The team first confirmed that, despite empirical evidence that inspections by public oversight bodies have caused audit quality to improve, the rate of deficiencies found in audits is not decreasing. “For instance, in 2022, ASIC found that in 32% of key audit areas reviewed for the largest six audit firms, auditors did not obtain sufficient appropriate evidence that the financial statements were free of material misstatements, which is similar to the prior year, with similarly high figures found in US and UK jurisdictions,” according to the research paper.
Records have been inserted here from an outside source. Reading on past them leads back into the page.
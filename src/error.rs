use serde::{Serialize, Deserialize};
use serde_with::SerializeDisplay;
use std::fmt;
use thiserror::Error;

/// External service boundaries the pipeline talks to.
#[derive(Debug, Serialize, Deserialize, Clone, Copy, PartialEq, Eq)]
#[serde(rename_all = "lowercase")]
pub enum Capability {
    Vision,
    Synthesis,
    Reasoning,
}

impl fmt::Display for Capability {
    fn fmt(&self, f: &mut fmt::Formatter<'_>) -> fmt::Result {
        f.write_str(match self {
            Capability::Vision => "vision",
            Capability::Synthesis => "synthesis",
            Capability::Reasoning => "reasoning",
        })
    }
}

/// Why a measurement record was rejected. Display is the stable reason code.
#[derive(Debug, Error, Clone, Copy, PartialEq, Eq, SerializeDisplay)]
pub enum ValidationError {
    #[error("out-of-range-length")] OutOfRangeLength,
    #[error("out-of-range-width")] OutOfRangeWidth,
    #[error("non-positive-area")] NonPositiveArea,
    #[error("confidence-out-of-range")] ConfidenceOutOfRange,
    #[error("unknown-shape")] UnknownShape,
}

#[derive(Debug, Error, Clone, PartialEq)]
pub enum CapabilityError {
    #[error("{capability} capability is not configured: {message}")]
    Configuration { capability: Capability, message: String },
    #[error("{capability} capability is rate-limited: {message}")]
    RateLimited { capability: Capability, message: String },
    #[error("{capability} capability timed out: {message}")]
    Timeout { capability: Capability, message: String },
    #[error("{capability} capability failed: {message}")]
    Upstream { capability: Capability, message: String },
}

impl CapabilityError {
    pub fn capability(&self) -> Capability {
        match self {
            CapabilityError::Configuration { capability, .. }
            | CapabilityError::RateLimited { capability, .. }
            | CapabilityError::Timeout { capability, .. }
            | CapabilityError::Upstream { capability, .. } => *capability,
        }
    }

    pub fn message(&self) -> &str {
        match self {
            CapabilityError::Configuration { message, .. }
            | CapabilityError::RateLimited { message, .. }
            | CapabilityError::Timeout { message, .. }
            | CapabilityError::Upstream { message, .. } => message,
        }
    }
}

#[derive(Debug, Error)]
pub enum PipelineError {
    #[error(transparent)]
    Capability(#[from] CapabilityError),
    #[error("generation failed: {0}")]
    GenerationFailed(CapabilityError),
    #[error("{capability} capability returned a malformed response: {detail}")]
    MalformedResponse { capability: Capability, detail: String },
    #[error("invalid input: {0}")]
    InvalidInput(String),
}

impl PipelineError {
    pub fn malformed(capability: Capability, detail: impl Into<String>) -> Self {
        PipelineError::MalformedResponse { capability, detail: detail.into() }
    }

    /// The upstream failure behind this error, if any.
    pub fn capability_error(&self) -> Option<&CapabilityError> {
        match self {
            PipelineError::Capability(e) | PipelineError::GenerationFailed(e) => Some(e),
            _ => None,
        }
    }

    /// Short machine-readable code used in HTTP error bodies.
    pub fn code(&self) -> &'static str {
        match self {
            PipelineError::Capability(CapabilityError::Configuration { .. }) => "capability_unconfigured",
            PipelineError::Capability(CapabilityError::RateLimited { .. }) => "capability_rate_limited",
            PipelineError::Capability(_) => "capability_error",
            PipelineError::GenerationFailed(_) => "generation_failed",
            PipelineError::MalformedResponse { .. } => "malformed_response",
            PipelineError::InvalidInput(_) => "invalid_input",
        }
    }
}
Prior research has attempted to explain this discrepancy in various ways, including that it stems from the differing incentives of auditors and regulators. Inspectors “have an incentive to find these [quality] issues – that’s literally their job – and so the fact that they are finding them maybe shouldn’t be surprising,” as Dr Richins portrayed this position. “It’s easy to write it off that way, but doing so feels a little bit cynical to me.”
He added that he had spent time working for the PCAOB (The Public Company Accounting Oversight Board, a non-profit corporation that oversees the audits of US-listed public companies), which also influenced his thinking. “Yes, there are these incentive issues that have been talked about in the prior research, but I have a hard time believing that’s the sole driving force because all the people I worked with at the PCAOB were public servants making a good-faith effort at doing their best,” he said. “So I find it hard to believe that this problem could be entirely explained away just by saying, they’re very cynically finding problems just to find problems.”
From coloured dots to trained judgments
This belief in good-faith inspectors is why the theory of prevalence-induced concept change appealed to Dr Richins – it offered an “entirely subconscious” explanation of the problem.
The authors of the 2018 paper, including David E. Levari, introduced this phenomenon through a study in which participants were shown dots ranging in colour from clearly blue to clearly purple. When the researchers decreased the prevalence of ‘blueness’ in the dots over time, they discovered that participants expanded their concept of ‘blue’ to include dots they would have previously considered purple. In other words, each participant had an “inflection point” for when a dot tipped into blueness – but that inflection point shifted when the prevalence of actual blueness changed.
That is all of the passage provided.